▶ EXERCISE REQUIREMENTS
From the line containing "config.validate()?;" through the last line of the records, print every line exactly and nothing more.

▶ Collection entries
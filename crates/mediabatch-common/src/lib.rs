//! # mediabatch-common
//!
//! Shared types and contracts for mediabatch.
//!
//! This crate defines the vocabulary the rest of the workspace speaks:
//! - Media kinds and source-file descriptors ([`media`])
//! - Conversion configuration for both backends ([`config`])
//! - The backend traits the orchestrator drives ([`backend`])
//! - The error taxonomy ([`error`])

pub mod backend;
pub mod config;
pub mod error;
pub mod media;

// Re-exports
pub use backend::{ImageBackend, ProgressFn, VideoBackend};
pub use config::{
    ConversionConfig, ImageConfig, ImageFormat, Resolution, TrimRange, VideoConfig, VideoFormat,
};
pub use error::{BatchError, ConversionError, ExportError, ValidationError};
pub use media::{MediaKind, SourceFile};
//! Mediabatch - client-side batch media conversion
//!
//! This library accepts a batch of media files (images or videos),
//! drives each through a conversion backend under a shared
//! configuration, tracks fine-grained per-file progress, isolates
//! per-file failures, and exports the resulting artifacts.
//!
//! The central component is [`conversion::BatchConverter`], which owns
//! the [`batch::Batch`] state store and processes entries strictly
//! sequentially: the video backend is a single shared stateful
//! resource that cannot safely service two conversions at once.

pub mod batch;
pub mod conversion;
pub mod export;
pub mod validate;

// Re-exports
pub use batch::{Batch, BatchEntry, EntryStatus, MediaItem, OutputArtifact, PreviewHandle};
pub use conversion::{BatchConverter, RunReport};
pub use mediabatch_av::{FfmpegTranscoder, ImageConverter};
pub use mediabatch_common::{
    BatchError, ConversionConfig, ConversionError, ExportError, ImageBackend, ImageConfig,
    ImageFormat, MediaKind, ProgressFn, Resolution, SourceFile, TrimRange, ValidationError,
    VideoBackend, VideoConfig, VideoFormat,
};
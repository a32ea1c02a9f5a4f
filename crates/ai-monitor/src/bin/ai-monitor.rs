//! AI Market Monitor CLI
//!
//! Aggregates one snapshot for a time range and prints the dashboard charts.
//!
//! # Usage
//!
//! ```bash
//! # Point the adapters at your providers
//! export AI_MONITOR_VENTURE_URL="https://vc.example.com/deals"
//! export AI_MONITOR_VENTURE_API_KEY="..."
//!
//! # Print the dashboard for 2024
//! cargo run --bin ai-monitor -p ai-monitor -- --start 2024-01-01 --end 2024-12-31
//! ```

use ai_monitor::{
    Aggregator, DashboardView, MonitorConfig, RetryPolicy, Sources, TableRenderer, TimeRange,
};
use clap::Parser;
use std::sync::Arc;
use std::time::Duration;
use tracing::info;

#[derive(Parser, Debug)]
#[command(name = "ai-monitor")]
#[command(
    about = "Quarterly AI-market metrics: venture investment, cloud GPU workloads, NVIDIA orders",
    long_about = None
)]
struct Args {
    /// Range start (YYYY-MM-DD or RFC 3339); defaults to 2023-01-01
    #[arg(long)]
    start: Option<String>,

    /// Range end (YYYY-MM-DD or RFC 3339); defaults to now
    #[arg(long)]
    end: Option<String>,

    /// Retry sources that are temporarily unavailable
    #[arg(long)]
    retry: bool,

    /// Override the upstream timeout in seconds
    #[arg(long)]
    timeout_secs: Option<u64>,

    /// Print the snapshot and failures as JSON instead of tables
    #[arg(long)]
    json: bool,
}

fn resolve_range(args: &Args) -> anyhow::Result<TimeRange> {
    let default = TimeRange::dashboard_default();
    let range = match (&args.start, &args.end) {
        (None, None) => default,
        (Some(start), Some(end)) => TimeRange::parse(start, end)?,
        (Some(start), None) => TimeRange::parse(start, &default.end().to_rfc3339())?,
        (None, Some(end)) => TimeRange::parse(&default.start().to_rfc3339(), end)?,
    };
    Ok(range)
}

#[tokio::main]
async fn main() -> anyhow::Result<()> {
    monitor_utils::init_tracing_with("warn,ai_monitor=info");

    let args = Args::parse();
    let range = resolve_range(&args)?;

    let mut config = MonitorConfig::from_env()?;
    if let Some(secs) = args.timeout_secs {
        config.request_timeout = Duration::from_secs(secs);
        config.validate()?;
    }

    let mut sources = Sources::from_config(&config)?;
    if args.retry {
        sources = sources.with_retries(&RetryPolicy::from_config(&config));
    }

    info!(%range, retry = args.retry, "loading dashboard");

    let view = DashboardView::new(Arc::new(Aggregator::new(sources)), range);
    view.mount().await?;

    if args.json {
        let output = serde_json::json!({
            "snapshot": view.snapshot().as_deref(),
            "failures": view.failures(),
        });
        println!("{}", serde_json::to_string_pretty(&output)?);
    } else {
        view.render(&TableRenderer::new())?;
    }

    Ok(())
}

▶ WRITTEN ANSWER
        config.validate()?;
    }

    let mut sources = Sources::from_config(&config)?;
    if args.retry {
        sources = sources.with_retries(&RetryPolicy::from_config(&config));
    }

    info!(%range, retry = args.retry, "loading dashboard");

    let view = DashboardView::new(Arc::new(Aggregator::new(sources)), range);
    view.mount().await?;

    if args.json {
        let output = serde_json::json!({
            "snapshot": view.snapshot().as_deref(),
            "failures": view.failures(),
        });
        println!("{}", serde_json::to_string_pretty(&output)?);
    } else {
        view.render(&TableRenderer::new())?;
    }

    Ok(())
}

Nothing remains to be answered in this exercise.